● **YOUR ASSIGNMENT**
Copy out the entries exactly. Print them in full.

(Data records)
"""

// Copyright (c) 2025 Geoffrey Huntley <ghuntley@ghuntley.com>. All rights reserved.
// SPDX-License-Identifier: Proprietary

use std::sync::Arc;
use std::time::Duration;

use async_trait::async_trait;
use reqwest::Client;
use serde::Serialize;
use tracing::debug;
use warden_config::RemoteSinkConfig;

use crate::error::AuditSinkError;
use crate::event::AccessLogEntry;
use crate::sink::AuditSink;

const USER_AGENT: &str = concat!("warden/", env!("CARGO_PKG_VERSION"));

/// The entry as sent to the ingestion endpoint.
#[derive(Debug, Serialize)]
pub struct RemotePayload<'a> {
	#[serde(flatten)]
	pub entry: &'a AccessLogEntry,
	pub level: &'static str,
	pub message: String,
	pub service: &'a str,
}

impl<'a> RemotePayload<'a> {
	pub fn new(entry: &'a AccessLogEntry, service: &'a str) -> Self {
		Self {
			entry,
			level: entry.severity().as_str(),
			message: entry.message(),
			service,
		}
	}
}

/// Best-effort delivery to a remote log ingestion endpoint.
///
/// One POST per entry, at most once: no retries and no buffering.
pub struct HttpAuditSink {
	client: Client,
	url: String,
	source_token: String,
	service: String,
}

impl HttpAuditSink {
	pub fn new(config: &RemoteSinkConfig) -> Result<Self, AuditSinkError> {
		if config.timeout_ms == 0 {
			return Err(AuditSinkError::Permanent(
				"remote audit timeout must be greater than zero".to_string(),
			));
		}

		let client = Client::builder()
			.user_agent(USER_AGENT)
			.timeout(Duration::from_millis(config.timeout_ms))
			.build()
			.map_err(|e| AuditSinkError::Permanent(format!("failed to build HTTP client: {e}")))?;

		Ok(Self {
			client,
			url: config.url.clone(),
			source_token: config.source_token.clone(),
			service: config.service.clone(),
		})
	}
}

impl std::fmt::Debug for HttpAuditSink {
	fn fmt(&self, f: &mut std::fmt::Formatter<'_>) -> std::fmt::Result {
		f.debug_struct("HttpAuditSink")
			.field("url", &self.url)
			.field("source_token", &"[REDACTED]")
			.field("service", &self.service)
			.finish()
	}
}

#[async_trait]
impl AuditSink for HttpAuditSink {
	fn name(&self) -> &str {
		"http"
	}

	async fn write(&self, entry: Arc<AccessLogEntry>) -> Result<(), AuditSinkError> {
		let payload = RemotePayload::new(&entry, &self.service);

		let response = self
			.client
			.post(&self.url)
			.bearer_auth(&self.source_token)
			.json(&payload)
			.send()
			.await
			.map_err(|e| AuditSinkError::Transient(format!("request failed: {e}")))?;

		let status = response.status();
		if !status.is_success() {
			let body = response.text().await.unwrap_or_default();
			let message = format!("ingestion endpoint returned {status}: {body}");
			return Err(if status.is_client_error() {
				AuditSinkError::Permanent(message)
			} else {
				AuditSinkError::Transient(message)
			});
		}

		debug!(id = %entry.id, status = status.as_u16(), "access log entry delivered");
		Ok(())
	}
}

"""

● **ANSWER**
// Copyright (c) 2025 Geoffrey Huntley <ghuntley@ghuntley.com>. All rights reserved.
// SPDX-License-Identifier: Proprietary

use std::sync::Arc;
use std::time::Duration;

use async_trait::async_trait;
use reqwest::Client;
use serde::Serialize;
use tracing::debug;
use warden_config::RemoteSinkConfig;

use crate::error::AuditSinkError;
use crate::event::AccessLogEntry;
use crate::sink::AuditSink;

const USER_AGENT: &str = concat!("warden/", env!("CARGO_PKG_VERSION"));

/// The entry as sent to the ingestion endpoint.
#[derive(Debug, Serialize)]
pub struct RemotePayload<'a> {
	#[serde(flatten)]
	pub entry: &'a AccessLogEntry,
	pub level: &'static str,
	pub message: String,
	pub service: &'a str,
}

impl<'a> RemotePayload<'a> {
	pub fn new(entry: &'a AccessLogEntry, service: &'a str) -> Self {
		Self {
			entry,
			level: entry.severity().as_str(),
			message: entry.message(),
			service,
		}
	}
}

/// Best-effort delivery to a remote log ingestion endpoint.
///
/// One POST per entry, at most once: no retries and no buffering.
pub struct HttpAuditSink {
	client: Client,
	url: String,
	source_token: String,
	service: String,
}

impl HttpAuditSink {
	pub fn new(config: &RemoteSinkConfig) -> Result<Self, AuditSinkError> {
		if config.timeout_ms == 0 {
			return Err(AuditSinkError::Permanent(
				"remote audit timeout must be greater than zero".to_string(),
			));
		}

		let client = Client::builder()
			.user_agent(USER_AGENT)
			.timeout(Duration::from_millis(config.timeout_ms))
			.build()
			.map_err(|e| AuditSinkError::Permanent(format!("failed to build HTTP client: {e}")))?;

		Ok(Self {
			client,
			url: config.url.clone(),
			source_token: config.source_token.clone(),
			service: config.service.clone(),
		})
	}
}

impl std::fmt::Debug for HttpAuditSink {
	fn fmt(&self, f: &mut std::fmt::Formatter<'_>) -> std::fmt::Result {
		f.debug_struct("HttpAuditSink")
			.field("url", &self.url)
			.field("source_token", &"[REDACTED]")
			.field("service", &self.service)
			.finish()
	}
}

#[async_trait]
impl AuditSink for HttpAuditSink {
	fn name(&self) -> &str {
		"http"
	}

	async fn write(&self, entry: Arc<AccessLogEntry>) -> Result<(), AuditSinkError> {
		let payload = RemotePayload::new(&entry, &self.service);

		let response = self
			.client
			.post(&self.url)
			.bearer_auth(&self.source_token)
			.json(&payload)
			.send()
			.await
			.map_err(|e| AuditSinkError::Transient(format!("request failed: {e}")))?;

		let status = response.status();
		if !status.is_success() {
			let body = response.text().await.unwrap_or_default();
			let message = format!("ingestion endpoint returned {status}: {body}");
			return Err(if status.is_client_error() {
				AuditSinkError::Permanent(message)
			} else {
				AuditSinkError::Transient(message)
			});
		}

		debug!(id = %entry.id, status = status.as_u16(), "access log entry delivered");
		Ok(())
	}
}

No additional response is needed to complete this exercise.